__Assignment__. In the data below, find each line that contains the word "PartialEq" and copy it.

----

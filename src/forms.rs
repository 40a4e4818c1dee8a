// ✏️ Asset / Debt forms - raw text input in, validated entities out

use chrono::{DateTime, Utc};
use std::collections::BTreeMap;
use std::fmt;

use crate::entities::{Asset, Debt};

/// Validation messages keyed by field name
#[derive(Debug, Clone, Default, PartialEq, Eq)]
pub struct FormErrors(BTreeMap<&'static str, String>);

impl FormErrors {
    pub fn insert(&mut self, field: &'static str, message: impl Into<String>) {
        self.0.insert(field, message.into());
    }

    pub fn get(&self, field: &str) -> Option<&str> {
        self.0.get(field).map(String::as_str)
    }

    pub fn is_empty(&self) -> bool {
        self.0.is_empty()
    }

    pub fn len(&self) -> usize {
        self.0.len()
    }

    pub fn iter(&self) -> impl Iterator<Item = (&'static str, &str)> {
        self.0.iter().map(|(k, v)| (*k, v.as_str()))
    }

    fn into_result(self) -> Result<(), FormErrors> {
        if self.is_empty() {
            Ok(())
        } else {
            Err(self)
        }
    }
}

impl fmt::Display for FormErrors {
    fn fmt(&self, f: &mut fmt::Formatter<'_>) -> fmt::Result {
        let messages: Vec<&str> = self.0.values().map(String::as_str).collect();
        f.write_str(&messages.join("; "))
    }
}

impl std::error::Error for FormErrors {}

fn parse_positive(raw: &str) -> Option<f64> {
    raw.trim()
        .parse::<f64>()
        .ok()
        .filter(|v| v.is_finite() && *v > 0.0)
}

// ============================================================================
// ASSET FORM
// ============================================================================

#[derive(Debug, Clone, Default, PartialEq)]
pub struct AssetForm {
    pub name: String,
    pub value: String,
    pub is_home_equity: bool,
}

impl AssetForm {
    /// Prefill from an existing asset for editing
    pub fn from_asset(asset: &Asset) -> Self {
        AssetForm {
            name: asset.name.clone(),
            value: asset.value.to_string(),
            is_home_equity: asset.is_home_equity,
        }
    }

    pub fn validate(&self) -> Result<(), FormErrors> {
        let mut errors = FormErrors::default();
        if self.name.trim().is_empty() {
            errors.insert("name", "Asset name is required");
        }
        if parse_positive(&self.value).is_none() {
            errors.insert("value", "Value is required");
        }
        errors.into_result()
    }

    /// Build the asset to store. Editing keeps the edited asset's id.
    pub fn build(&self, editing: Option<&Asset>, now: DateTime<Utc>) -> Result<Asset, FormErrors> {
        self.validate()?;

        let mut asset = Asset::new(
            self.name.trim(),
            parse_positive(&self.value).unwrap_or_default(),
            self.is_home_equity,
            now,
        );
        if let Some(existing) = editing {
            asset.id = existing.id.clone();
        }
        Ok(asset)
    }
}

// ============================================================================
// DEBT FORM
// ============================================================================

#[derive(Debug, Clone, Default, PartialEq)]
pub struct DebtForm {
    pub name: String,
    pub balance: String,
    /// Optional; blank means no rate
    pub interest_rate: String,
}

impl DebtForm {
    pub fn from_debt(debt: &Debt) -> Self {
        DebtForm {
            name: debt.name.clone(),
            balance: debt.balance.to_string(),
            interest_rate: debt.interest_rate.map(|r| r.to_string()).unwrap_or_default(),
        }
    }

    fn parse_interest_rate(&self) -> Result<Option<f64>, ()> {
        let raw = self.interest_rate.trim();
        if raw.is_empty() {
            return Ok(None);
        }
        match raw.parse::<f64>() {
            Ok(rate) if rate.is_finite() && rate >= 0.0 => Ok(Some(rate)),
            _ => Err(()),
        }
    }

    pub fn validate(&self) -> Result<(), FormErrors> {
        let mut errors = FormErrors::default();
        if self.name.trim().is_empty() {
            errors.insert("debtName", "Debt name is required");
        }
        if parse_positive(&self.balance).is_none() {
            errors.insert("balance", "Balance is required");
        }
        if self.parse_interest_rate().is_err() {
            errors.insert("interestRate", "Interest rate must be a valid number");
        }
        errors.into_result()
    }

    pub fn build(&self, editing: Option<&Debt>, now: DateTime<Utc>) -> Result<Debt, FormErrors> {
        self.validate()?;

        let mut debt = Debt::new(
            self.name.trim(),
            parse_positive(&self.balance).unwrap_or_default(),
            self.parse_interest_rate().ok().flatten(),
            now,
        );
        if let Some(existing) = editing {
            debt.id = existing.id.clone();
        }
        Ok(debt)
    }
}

----

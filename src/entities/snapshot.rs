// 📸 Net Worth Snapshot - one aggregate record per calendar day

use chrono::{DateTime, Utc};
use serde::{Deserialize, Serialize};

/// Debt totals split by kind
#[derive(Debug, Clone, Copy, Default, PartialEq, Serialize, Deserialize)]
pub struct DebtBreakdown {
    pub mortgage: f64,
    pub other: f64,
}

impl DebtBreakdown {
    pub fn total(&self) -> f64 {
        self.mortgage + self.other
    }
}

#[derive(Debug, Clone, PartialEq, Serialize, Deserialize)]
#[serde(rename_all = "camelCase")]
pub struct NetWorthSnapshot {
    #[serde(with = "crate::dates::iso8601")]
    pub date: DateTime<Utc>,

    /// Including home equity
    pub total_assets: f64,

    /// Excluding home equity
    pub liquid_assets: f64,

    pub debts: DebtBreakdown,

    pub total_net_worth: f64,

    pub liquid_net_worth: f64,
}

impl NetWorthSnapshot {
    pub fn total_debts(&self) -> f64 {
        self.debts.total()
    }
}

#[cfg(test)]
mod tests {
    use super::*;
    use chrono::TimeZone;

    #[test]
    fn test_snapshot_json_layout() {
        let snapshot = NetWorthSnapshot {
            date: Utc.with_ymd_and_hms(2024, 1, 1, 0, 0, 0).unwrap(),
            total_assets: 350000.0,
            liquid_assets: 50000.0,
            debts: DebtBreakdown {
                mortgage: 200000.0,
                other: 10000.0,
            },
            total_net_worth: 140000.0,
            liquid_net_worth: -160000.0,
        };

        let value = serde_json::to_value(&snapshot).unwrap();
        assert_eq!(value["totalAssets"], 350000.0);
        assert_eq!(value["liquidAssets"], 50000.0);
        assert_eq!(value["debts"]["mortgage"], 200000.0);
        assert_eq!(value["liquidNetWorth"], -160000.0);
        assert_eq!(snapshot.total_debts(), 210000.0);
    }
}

----

__Worked solution__.
#[derive(Debug, Clone, Default, PartialEq, Eq)]
#[derive(Debug, Clone, Default, PartialEq)]
#[derive(Debug, Clone, Default, PartialEq)]
#[derive(Debug, Clone, Copy, Default, PartialEq, Serialize, Deserialize)]
#[derive(Debug, Clone, PartialEq, Serialize, Deserialize)]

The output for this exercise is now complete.